El expatriado de la calle Colón, acaso como cualquier otro migrante en cualquier otro país de lenguas ajenas, se convierte muy pronto en un singular coleccionista de palabras. Al habitar en una ciudad bilingüe como la isla de Montreal (donde, según se dice, se hablan otros ciento cincuenta idiomas), muy pronto enlazará su experiencia del lenguaje a las otras veintitantas nacionalidades que coexisten en el diccionario hispánico.

Como en un caleidoscopio de modismos, o como en un carnaval de giros dialectales, poco a poco adquirirá nuevas habilidades en el manejo de la lengua española, y, como era de esperarse, al paso de los inviernos se presentirá también más propietario y menos inquilino de sus propias pronunciaciones...

Dice Antonio Alatorre, en “Los 1,001 años de la lengua española” (mi edición es del FCE, la de 1989), que en nuestro más interno coleto todos somos lingüistas en potencia. Nos apasiona el pasado de nuestros fraseos, ¿no es cierto?, e incluso tendríamos que atrevernos a ensanchar aquel proverbio con que nuestras bisabuelas señalaban que de “poeta, doctor y loco todos tenemos un poco”, pues también de etimólogos diletantes está llena la viña del Señor (y está muy bien que así sea, creo yo).

De hecho, al naturalizarnos en nuestra condición de transterrados en América del Norte, sin saber cómo ni cuándo un buen día nos hemos de desayunar con la noticia de que resolvemos como nadie el laberinto de cualquier expresión española, venga de donde venga, de Castellón de la Plana, Antofagasta, San Salvador, Malabo o Camagüey. Nos alegra poder explicar, gracias a los amigos musulmanes que se nos atraviesan en las rutinas, que la palabra “ojalá” tiene raíces en el árabe del “incha’Allah”: que Dios lo quiera, o, en un ejemplo mucho más cercano, que el término “arrebolar”, aprendido entre los dominicanos o los cartageneros arraigados en el Polo Norte, está emparentado con “ruborizar”, verbo que anuncia el rojo de las nubes al paso de los atardeceres caribeños.

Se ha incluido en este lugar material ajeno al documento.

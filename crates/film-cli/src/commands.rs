use anyhow::{Context, Result};
use film_ingest::read_headers;
use tracing::info_span;

use film_cli::config::PipelineConfig;
use film_cli::pipeline::{RunOptions, RunResult, run};

use crate::cli::RunArgs;
use crate::summary::print_headers;

pub fn run_pipeline(args: &RunArgs) -> Result<RunResult> {
    let span = info_span!("pipeline", config = %args.config.display());
    let _guard = span.enter();
    let config = PipelineConfig::load(&args.config)?;
    let options = RunOptions {
        output_dir: args.output_dir.clone(),
        format: args.format.map(Into::into),
        parallel: args.parallel,
        dry_run: args.dry_run,
        interactive: args.interactive,
    };
    run(&config, &options)
}

pub fn run_headers(file: &std::path::Path) -> Result<()> {
    let headers =
        read_headers(file).with_context(|| format!("read headers of {}", file.display()))?;
    print_headers(&headers);
    Ok(())
}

Y así vamos por el destierro, erigiéndonos en insólitos historiadores de nuestros propios vocablos. Al hacerlo, declaramos amor por muchos de ellos, pues, estamos seguros, nadie descifra los ecos de sus voces más odiosas con la misma pasión que aplica para desentrañar los diccionarios etimológicos de sus felicidades (al menos nadie debería hacerlo). En un ejemplo que nunca se me irá de la memoria, a los migrantes de la playa de Miramar nos asombra escuchar la familiaridad del término “serendipia” que, a pesar de contar con numerosos hablantes en otros léxicos hispánicos, en el río Pánuco suena más a cultismo que a todo lo contrario. Sí, el desarraigo lingüístico aporta muchos momentos así, de una bellísima revelación verbal: debido a su vigencia en otros rincones del español, el día en que la dichosa palabra llegó por primera vez a mis oídos lo recuerdo como una fecha salida de aquel cuento de hadas, “Los tres príncipes de Serendip”. Se trataba de una fábula persa, me explicó en aquella ocasión un amigo paraguayo, y “serendipia” remite hoy a todo conocimiento que se produce en forma casual, es el azar provechoso que nos condujo a la penicilina, el impúdico accidente de Arquímedes en su bañera, y, para los ciudadanos expulsados de la Plaza de Armas, ¡“serendipia” también es una “serendipia”!...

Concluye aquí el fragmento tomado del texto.